Increasing corporate profits should not be a public policy goal

Protestors against the EU-US Transatlantic Trade and Investment Partnership in Brighton. Photograph:
Protestors against the EU-US Transatlantic Trade and Investment Partnership in Brighton. Photograph: Kate Nye/Demotix/Corbis

Today, negotiators meet in Brussels to finalise an EU-Canada “free trade” deal, the Comprehensive Economic and Trade Agreement (Ceta). Like the EU-US deal being discussed, the Transatlantic Trade and Investment Partnership (TTIP), Ceta contains a controversial clause to allow large companies to sue governments over decisions they believe could harm their profits. This “investor-state dispute settlement” (ISDS) system circumvents existing court systems and could be a barrier to democratic policymaking.

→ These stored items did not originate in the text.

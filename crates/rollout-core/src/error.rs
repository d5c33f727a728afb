//! Error types for Rollout
//!
//! Provides the error taxonomy for:
//! - Inventory discovery (fatal, no partial run)
//! - Control-plane and remote-channel calls (transient vs. fatal)
//! - Service lifecycle (carries the services already transitioned)
//! - Per-host upgrade failures (contained to the host)
//! - Plan construction
//! - Run halts surfaced to the operator

use crate::types::{HostErrorKind, HostFailure, HostUpgradeState, PhaseName};
use serde::{Deserialize, Serialize};
use std::fmt;
use std::path::PathBuf;

/// Top-level reason a run stopped before completing
#[derive(Debug, thiserror::Error)]
pub enum RolloutError {
    /// Inventory could not be resolved
    #[error("discovery failed: {0}")]
    Discovery(#[from] InventoryError),

    /// Validation reported at least one blocker
    #[error("validation blocked {phase}: {blockers} blocker(s) found")]
    ValidationBlocker { phase: PhaseName, blockers: usize },

    /// Service stop/start failed
    #[error("service lifecycle failed: {0}")]
    ServiceLifecycle(#[from] ServiceLifecycleError),

    /// One or more hosts failed inside an upgrade phase
    #[error("{phase} halted: {} host(s) failed ({})", .failed.len(), .failed.join(", "))]
    HostUpgrade { phase: PhaseName, failed: Vec<String> },

    /// One or more hosts did not come back from reboot
    #[error("{phase} halted: {} host(s) did not return from reboot ({})", .hosts.len(), .hosts.join(", "))]
    RebootTimeout { phase: PhaseName, hosts: Vec<String> },

    /// Operator requested abort
    #[error("aborted by operator during {phase}")]
    Aborted { phase: PhaseName },

    /// Plan is malformed
    #[error("invalid plan: {0}")]
    Plan(#[from] PlanError),

    /// Configuration problem
    #[error("configuration error: {0}")]
    Config(#[from] ConfigError),
}

impl RolloutError {
    /// Serializable classification
    #[must_use]
    pub fn kind(&self) -> HaltKind {
        match self {
            Self::Discovery(_) => HaltKind::Discovery,
            Self::ValidationBlocker { .. } => HaltKind::ValidationBlocker,
            Self::ServiceLifecycle(e) if e.is_timeout() => HaltKind::ServiceTimeout,
            Self::ServiceLifecycle(_) => HaltKind::ServiceLifecycle,
            Self::HostUpgrade { .. } => HaltKind::HostUpgrade,
            Self::RebootTimeout { .. } => HaltKind::RebootTimeout,
            Self::Aborted { .. } => HaltKind::Aborted,
            Self::Plan(_) | Self::Config(_) => HaltKind::Config,
        }
    }

    /// Safe to re-run later without manual intervention
    #[inline]
    #[must_use]
    pub fn is_retryable(&self) -> bool {
        matches!(
            self,
            Self::ValidationBlocker { .. } | Self::Aborted { .. } | Self::Discovery(_)
        )
    }

    /// Needs a human to inspect hosts or services before anything else runs
    #[inline]
    #[must_use]
    pub fn requires_operator(&self) -> bool {
        matches!(
            self,
            Self::ServiceLifecycle(_) | Self::HostUpgrade { .. } | Self::RebootTimeout { .. }
        )
    }

    /// Process exit code for this halt
    #[inline]
    #[must_use]
    pub fn exit_code(&self) -> i32 {
        self.kind().exit_code()
    }
}

/// Halt classification carried in the persisted report
#[derive(Debug, Clone, Copy, PartialEq, Eq, Hash, Serialize, Deserialize)]
#[serde(rename_all = "kebab-case")]
pub enum HaltKind {
    Discovery,
    ValidationBlocker,
    ServiceLifecycle,
    ServiceTimeout,
    HostUpgrade,
    RebootTimeout,
    Aborted,
    Config,
}

impl HaltKind {
    /// Exit code: 2 blocker, 3 failure, 4 timeout, 5 discovery/config, 6 abort
    #[must_use]
    pub fn exit_code(&self) -> i32 {
        match self {
            HaltKind::ValidationBlocker => 2,
            HaltKind::ServiceLifecycle | HaltKind::HostUpgrade => 3,
            HaltKind::ServiceTimeout | HaltKind::RebootTimeout => 4,
            HaltKind::Discovery | HaltKind::Config => 5,
            HaltKind::Aborted => 6,
        }
    }
}

impl fmt::Display for HaltKind {
    fn fmt(&self, f: &mut fmt::Formatter<'_>) -> fmt::Result {
        f.write_str(match self {
            HaltKind::Discovery => "discovery",
            HaltKind::ValidationBlocker => "validation-blocker",
            HaltKind::ServiceLifecycle => "service-lifecycle",
            HaltKind::ServiceTimeout => "service-timeout",
            HaltKind::HostUpgrade => "host-upgrade",
            HaltKind::RebootTimeout => "reboot-timeout",
            HaltKind::Aborted => "aborted",
            HaltKind::Config => "config",
        })
    }
}

/// Unknown role string
#[derive(Debug, Clone, PartialEq, Eq, thiserror::Error)]
#[error("unknown role '{0}' (expected master, worker or edge)")]
pub struct ParseRoleError(pub String);

/// Host inventory errors
#[derive(Debug, thiserror::Error)]
pub enum InventoryError {
    /// Control plane could not be queried
    #[error("control plane unavailable: {0}")]
    ControlPlane(#[from] ControlPlaneError),

    /// Same hostname listed twice
    #[error("duplicate host: {0}")]
    DuplicateHost(String),

    /// Host entry is unusable
    #[error("invalid host '{hostname}': {reason}")]
    InvalidHost { hostname: String, reason: String },

    /// Nothing to upgrade
    #[error("inventory resolved to zero hosts")]
    Empty,
}

/// Control-plane call errors
#[derive(Debug, Clone, PartialEq, Eq, thiserror::Error)]
pub enum ControlPlaneError {
    /// Network-level failure (connect, reset, DNS)
    #[error("unreachable: {0}")]
    Unreachable(String),

    /// Request timed out
    #[error("request timed out: {0}")]
    Timeout(String),

    /// Non-success HTTP status
    #[error("server returned {status}: {message}")]
    Server { status: u16, message: String },

    /// Credentials rejected
    #[error("authentication rejected: {0}")]
    Auth(String),

    /// Referenced object does not exist
    #[error("not found: {0}")]
    NotFound(String),

    /// Response could not be understood
    #[error("protocol error: {0}")]
    Protocol(String),
}

impl ControlPlaneError {
    /// Worth retrying with backoff
    #[inline]
    #[must_use]
    pub fn is_transient(&self) -> bool {
        match self {
            Self::Unreachable(_) | Self::Timeout(_) => true,
            Self::Server { status, .. } => *status >= 500 || *status == 429,
            Self::Auth(_) | Self::NotFound(_) | Self::Protocol(_) => false,
        }
    }

    /// Authentication failure (never retried)
    #[inline]
    #[must_use]
    pub fn is_auth(&self) -> bool {
        matches!(self, Self::Auth(_))
    }
}

/// Remote execution channel errors
#[derive(Debug, Clone, PartialEq, Eq, thiserror::Error)]
pub enum RemoteError {
    /// Could not reach the host
    #[error("cannot connect to {host}: {reason}")]
    Connect { host: String, reason: String },

    /// Local transport process failed to start
    #[error("failed to spawn remote transport: {0}")]
    Spawn(String),

    /// Command exceeded its time bound
    #[error("command on {host} timed out after {secs}s")]
    Timeout { host: String, secs: u64 },
}

/// Configuration errors
#[derive(Debug, thiserror::Error)]
pub enum ConfigError {
    /// Config file could not be read
    #[error("cannot read {}: {source}", .path.display())]
    Read {
        path: PathBuf,
        #[source]
        source: std::io::Error,
    },

    /// Config file is not valid TOML for this schema
    #[error("cannot parse config: {0}")]
    Parse(#[from] toml::de::Error),

    /// Semantically invalid value
    #[error("invalid configuration: {0}")]
    Invalid(String),
}

/// Direction of a service lifecycle pass
#[derive(Debug, Clone, Copy, PartialEq, Eq, Serialize, Deserialize)]
#[serde(rename_all = "lowercase")]
pub enum LifecycleDirection {
    Stop,
    Start,
}

impl fmt::Display for LifecycleDirection {
    fn fmt(&self, f: &mut fmt::Formatter<'_>) -> fmt::Result {
        f.write_str(match self {
            LifecycleDirection::Stop => "stop",
            LifecycleDirection::Start => "start",
        })
    }
}

/// Service lifecycle errors
///
/// Every variant carries the services already transitioned in this
/// direction, which the failure handler reports and (optionally) restores.
#[derive(Debug, Clone, thiserror::Error)]
pub enum ServiceLifecycleError {
    /// Could not read the service topology
    #[error("cannot read service topology: {0}")]
    Topology(ControlPlaneError),

    /// Service did not reach the target state in time
    #[error("{service} did not {direction} within {waited_secs}s")]
    Timeout {
        service: String,
        direction: LifecycleDirection,
        waited_secs: u64,
        transitioned: Vec<String>,
    },

    /// Control plane rejected or failed a call
    #[error("{direction} {service} failed: {source}")]
    ControlPlane {
        service: String,
        direction: LifecycleDirection,
        #[source]
        source: ControlPlaneError,
        transitioned: Vec<String>,
    },

    /// Every service started but the fleet never reported healthy
    #[error("fleet unhealthy after start: {details}")]
    FleetUnhealthy {
        details: String,
        transitioned: Vec<String>,
    },
}

impl ServiceLifecycleError {
    /// Services successfully transitioned before the failure
    #[must_use]
    pub fn transitioned(&self) -> &[String] {
        match self {
            Self::Topology(_) => &[],
            Self::Timeout { transitioned, .. }
            | Self::ControlPlane { transitioned, .. }
            | Self::FleetUnhealthy { transitioned, .. } => transitioned,
        }
    }

    /// Service that failed, if a single one did
    #[must_use]
    pub fn failed_service(&self) -> Option<&str> {
        match self {
            Self::Timeout { service, .. } | Self::ControlPlane { service, .. } => Some(service),
            Self::Topology(_) | Self::FleetUnhealthy { .. } => None,
        }
    }

    #[inline]
    #[must_use]
    pub fn is_timeout(&self) -> bool {
        matches!(self, Self::Timeout { .. } | Self::FleetUnhealthy { .. })
    }
}

/// Per-host upgrade failure
#[derive(Debug, Clone, PartialEq, Eq, thiserror::Error)]
#[error("{kind} failed during {state}: {message}")]
pub struct HostUpgradeError {
    pub kind: HostErrorKind,
    pub state: HostUpgradeState,
    pub message: String,
}

impl HostUpgradeError {
    #[inline]
    #[must_use]
    pub fn new(kind: HostErrorKind, state: HostUpgradeState, message: impl Into<String>) -> Self {
        Self {
            kind,
            state,
            message: message.into(),
        }
    }

    /// Reboot bound exceeded; host may still be mid-upgrade
    #[inline]
    #[must_use]
    pub fn is_reboot_timeout(&self) -> bool {
        self.kind == HostErrorKind::RebootTimeout
    }
}

impl From<HostUpgradeError> for HostFailure {
    fn from(e: HostUpgradeError) -> Self {
        HostFailure {
            kind: e.kind,
            failed_in: e.state,
            message: e.message,
        }
    }
}

/// Plan construction errors
#[derive(Debug, Clone, PartialEq, Eq, thiserror::Error)]
pub enum PlanError {
    /// Phase listed twice
    #[error("duplicate phase: {0}")]
    DuplicatePhase(PhaseName),

    /// Phase depends on itself
    #[error("phase {0} depends on itself")]
    SelfDependency(PhaseName),

    /// Dependency is not part of the plan
    #[error("phase {phase} depends on {missing}, which is not in the plan")]
    UnknownDependency { phase: PhaseName, missing: PhaseName },

    /// Dependency graph has a cycle
    #[error("phase dependencies form a cycle")]
    CycleDetected,
}

#[cfg(test)]
mod tests {
    use super::*;

    #[test]
    fn control_plane_error_classification() {
        assert!(ControlPlaneError::Unreachable("reset".into()).is_transient());
        assert!(ControlPlaneError::Server {
            status: 503,
            message: "busy".into()
        }
        .is_transient());
        assert!(!ControlPlaneError::Server {
            status: 400,
            message: "bad".into()
        }
        .is_transient());
        assert!(!ControlPlaneError::Auth("401".into()).is_transient());
        assert!(ControlPlaneError::Auth("401".into()).is_auth());
    }

    #[test]
    fn exit_codes_are_distinct_per_class() {
        let blocker = RolloutError::ValidationBlocker {
            phase: PhaseName::ServiceStop,
            blockers: 1,
        };
        let failure = RolloutError::HostUpgrade {
            phase: PhaseName::WorkerUpgrade,
            failed: vec!["w1".into()],
        };
        let timeout = RolloutError::RebootTimeout {
            phase: PhaseName::MasterUpgrade,
            hosts: vec!["m1".into()],
        };
        assert_eq!(blocker.exit_code(), 2);
        assert_eq!(failure.exit_code(), 3);
        assert_eq!(timeout.exit_code(), 4);
    }

    #[test]
    fn service_timeout_maps_to_timeout_kind() {
        let err = RolloutError::ServiceLifecycle(ServiceLifecycleError::Timeout {
            service: "hdfs".into(),
            direction: LifecycleDirection::Stop,
            waited_secs: 600,
            transitioned: vec!["impala".into()],
        });
        assert_eq!(err.kind(), HaltKind::ServiceTimeout);
        assert!(err.requires_operator());
    }

    #[test]
    fn host_upgrade_error_display() {
        let err = HostUpgradeError::new(
            HostErrorKind::Upgrade,
            HostUpgradeState::Upgrading,
            "exit 1",
        );
        assert_eq!(err.to_string(), "upgrade failed during upgrading: exit 1");
        let failure: HostFailure = err.into();
        assert_eq!(failure.failed_in, HostUpgradeState::Upgrading);
    }

    #[test]
    fn lifecycle_error_reports_transitioned() {
        let err = ServiceLifecycleError::ControlPlane {
            service: "hive".into(),
            direction: LifecycleDirection::Start,
            source: ControlPlaneError::Auth("denied".into()),
            transitioned: vec!["hdfs".into()],
        };
        assert_eq!(err.transitioned(), ["hdfs".to_string()]);
        assert_eq!(err.failed_service(), Some("hive"));
        assert!(!err.is_timeout());
    }
}
//! Fleet fixtures

use rollout_core::{Host, HostRecord, Role, RolloutConfig};

/// Version every fixture upgrades to
pub const TARGET_VERSION: &str = "8.10";

/// Hosts named `edge-01`, `worker-01`, `master-01`, ... in edge, worker,
/// master order
#[must_use]
pub fn fleet(edges: usize, workers: usize, masters: usize) -> Vec<Host> {
    let mut hosts = Vec::with_capacity(edges + workers + masters);
    for (role, count, octet) in [
        (Role::Edge, edges, 10),
        (Role::Worker, workers, 20),
        (Role::Master, masters, 30),
    ] {
        for i in 1..=count {
            hosts.push(Host::new(
                format!("{role}-{i:02}"),
                format!("10.0.{octet}.{i}"),
                role,
            ));
        }
    }
    hosts
}

/// Control-plane host listing whose services classify into the given
/// numbers of edge, worker and master hosts
#[must_use]
pub fn host_records(edges: usize, workers: usize, masters: usize) -> Vec<HostRecord> {
    fleet(edges, workers, masters)
        .into_iter()
        .map(|h| {
            let services: &[&str] = match h.role {
                Role::Master => &["NAMENODE", "ZOOKEEPER_SERVER"],
                Role::Worker => &["DATANODE", "NODEMANAGER"],
                Role::Edge => &["GATEWAY"],
            };
            HostRecord {
                hostname: h.hostname,
                address: Some(h.address),
                services: services.iter().map(|s| (*s).to_string()).collect(),
            }
        })
        .collect()
}

/// Default configuration targeting [`TARGET_VERSION`]
#[must_use]
pub fn test_config() -> RolloutConfig {
    RolloutConfig::new().with_target_version(TARGET_VERSION)
}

In Britain, Ceta could threaten the NHS, public education and other public services, as well as our ability to regulate a host of industries from fracking to finance. Despite widespread public concern over ISDS, trade negotiators have seen fit to keep it in Ceta. If the British government doesn’t challenge it this week, neither European or British parliaments have the ability to amend a deal whose text still remains formally secret. Today is business secretary Vince Cable’s last chance to use the UK’s veto to remove ISDS from Ceta, to protect our democracy from the corporate power-grab proposed by this deal. We urge him to do so.
Nick Dearden Director, World Development Movement, John Hilary Executive director, War on Want, Sally Hunt General secretary, University and College Union, Christine Blower General secretary, National Union of Teachers, Helen Drewery General secretary, Quaker Peace and Social Witness, Ruth Bergan Coordinator, Trade Justice Movement

• The GMB revealed at a TUC fringe meeting on Sunday that as well as TTIP (Report, 8 September) it is fighting TiSA (the global Trade in Services Agreement) and the “Trojan horse” EU-Canada Ceta. These are the final pieces in the neoliberal jigsaw, handing over control of our rights and services to the multinationals.
John Airs
Liverpool

• Despite forever banging on about the repatriation of “powers” from Europe, the Eurosceptic wing of the Conservative party and Ukip appears content to surrender vast swaths of UK sovereignty to multinational agribusiness, pharmaceutical and energy companies. Hypocrisy – or self-interest?
Wal Callaby
Ipswich

• Amid the furore about hacking of celebrity images, your writers (on 6 September) identify very real wider dangers in the communications revolution already spinning beyond control. Zoe Williams uses “citizen porn” examples to show how phones are now data terminals; Ian Sample explains how inequalities in wealth impact on health and our genetic futures; Charles Arthur shows how increasingly rapid and easy connection has dark downsides.

Last week I joined European doctors discussing the information sharing being pressed on them in the name of patient access but also cost efficiencies. There is no doubt that the rapidly expanding global use of so-called e-health, m-health, the cloud and all the new gadgets we may soon all have to carry to monitor our vital signs, have massive potential benefits.

But private research priorities based on profit have not necessarily addressed equitable human needs.For business knowledge is power. I refuse to allow increasingly privatised health services to access my personal data when I cannot know the purposes for which it may be used or abused. If I had secrets, for example concerning abortion or sexual health, I could be even more vulnerable to exploitation, threat, blackmail or persecution as those who had hoped their playtime images were inviolable. But I would not have access to Hollywood lawyers, and little protection for my rights.

Multinational corporations are driving this revolution, irrespective of predictable and unforeseen consequences. There is urgent need for global oversight backed by local and EU powers and rights to ensure new communications tools are harnessed for good.